There was the bizarre fight against the Japanese wrestler Antonio Inoki in Japan in what could be described as the first Mixed Martial Arts fight, but most would rather not think of at all. In Turkey, he suddenly announced his retirement from the ring to dedicate himself fully to the Islamic cause before quickly recanting and resuming his boxing career.  In San Juan, people mobbed the champ and brought the island of Puerto Rico to a stand still in a collective awe.  In Kuala Lumpur, Ali thrilled at the chance to fight in front of a sea of Muslims. The traveling circus would end in Nassau, Bahamas, a beautiful and proud city by any definition but a back alley in boxing terms. Muhammad Ali, the greatest boxer of all time, ended his career there, inauspiciously. Inconceivably. Appropriately.

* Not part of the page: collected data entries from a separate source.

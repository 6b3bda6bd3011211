//! Database schema migrations.
//!
//! Applied versions are recorded in `_migrations`; each run applies only the
//! batches above the highest recorded version.

use super::Error;
use tokio_rusqlite::{Connection, params};

/// Ordered (version, SQL) pairs. Every statement uses CREATE IF NOT EXISTS.
const MIGRATIONS: &[(i64, &str)] = &[
    (1, include_str!("../../migrations/001_cache_namespaces.sql")),
    (2, include_str!("../../migrations/002_cache_entries.sql")),
];

/// Run any pending migrations.
///
/// # Errors
///
/// Returns [`Error::MigrationFailed`] naming the version whose SQL failed.
pub async fn run(conn: &Connection) -> Result<(), Error> {
    conn.call(|conn| -> Result<(), Error> {
        conn.execute(
            "CREATE TABLE IF NOT EXISTS _migrations (
                version INTEGER PRIMARY KEY,
                applied_at TEXT NOT NULL
            )",
            [],
        )?;

        let current: i64 =
            conn.query_row("SELECT COALESCE(MAX(version), 0) FROM _migrations", [], |row| row.get(0))?;

        for (version, sql) in MIGRATIONS.iter().filter(|(v, _)| *v > current) {
            tracing::debug!(version, "applying cache migration");
            conn.execute_batch(sql)
                .map_err(|e| Error::MigrationFailed(format!("version {version}: {e}")))?;
            conn.execute(
                "INSERT INTO _migrations (version, applied_at) VALUES (?1, ?2)",
                params![version, chrono::Utc::now().to_rfc3339()],
            )?;
        }

        Ok(())
    })
    .await
    .map_err(Error::from)
}
//! MCP tool implementations.
//!
//! Each tool has a plain `*_impl` function taking the state it needs so it
//! can be exercised without an MCP transport.

pub mod cache;
pub mod shell_fetch;
pub mod shell_status;

use rmcp::{
    ErrorData as McpError,
    model::{CallToolResult, Content},
};
use schemars::JsonSchema;
use serde::{Deserialize, Serialize};
use topview_core::Error;

/// A single response header.
#[derive(Debug, Clone, PartialEq, Eq, Serialize, Deserialize, JsonSchema)]
pub struct HeaderPair {
    pub name: String,
    pub value: String,
}

/// Header values that are not UTF-8 are shown with replacement characters.
pub(crate) fn header_pairs<V: AsRef<[u8]>>(headers: &[(String, V)]) -> Vec<HeaderPair> {
    headers
        .iter()
        .map(|(name, value)| HeaderPair {
            name: name.clone(),
            value: String::from_utf8_lossy(value.as_ref()).into_owned(),
        })
        .collect()
}

/// Serialize a tool output as pretty JSON text content.
pub(crate) fn json_result<T: Serialize>(output: &T) -> Result<CallToolResult, McpError> {
    let json = serde_json::to_string_pretty(output)
        .map_err(|e| Error::Serialization(format!("failed to serialize output: {e}")))?;
    Ok(CallToolResult::success(vec![Content::text(json)]))
}

#[cfg(test)]
pub(crate) fn output_text(result: &CallToolResult) -> String {
    let content_val = serde_json::to_value(&result.content[0]).unwrap();
    content_val
        .get("text")
        .and_then(|v| v.as_str())
        .expect("Expected text field in content")
        .to_string()
}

"A man who views the world the same at fifty as he did at twenty has wasted thirty years of his life."
Muhammad Ali

Muhammad Ali, the face of Americanization, would however continue his engagement with the world in a new form.  Jimmy Carter asked Ali to lobby African nations to join the US boycott of the 1980 Olympics.  The diplomatic mission was a disaster as the leaders of the targeted nations were insulted at the notion of Carter purposely sending a black celebrity to sway black nations on issues of such importance.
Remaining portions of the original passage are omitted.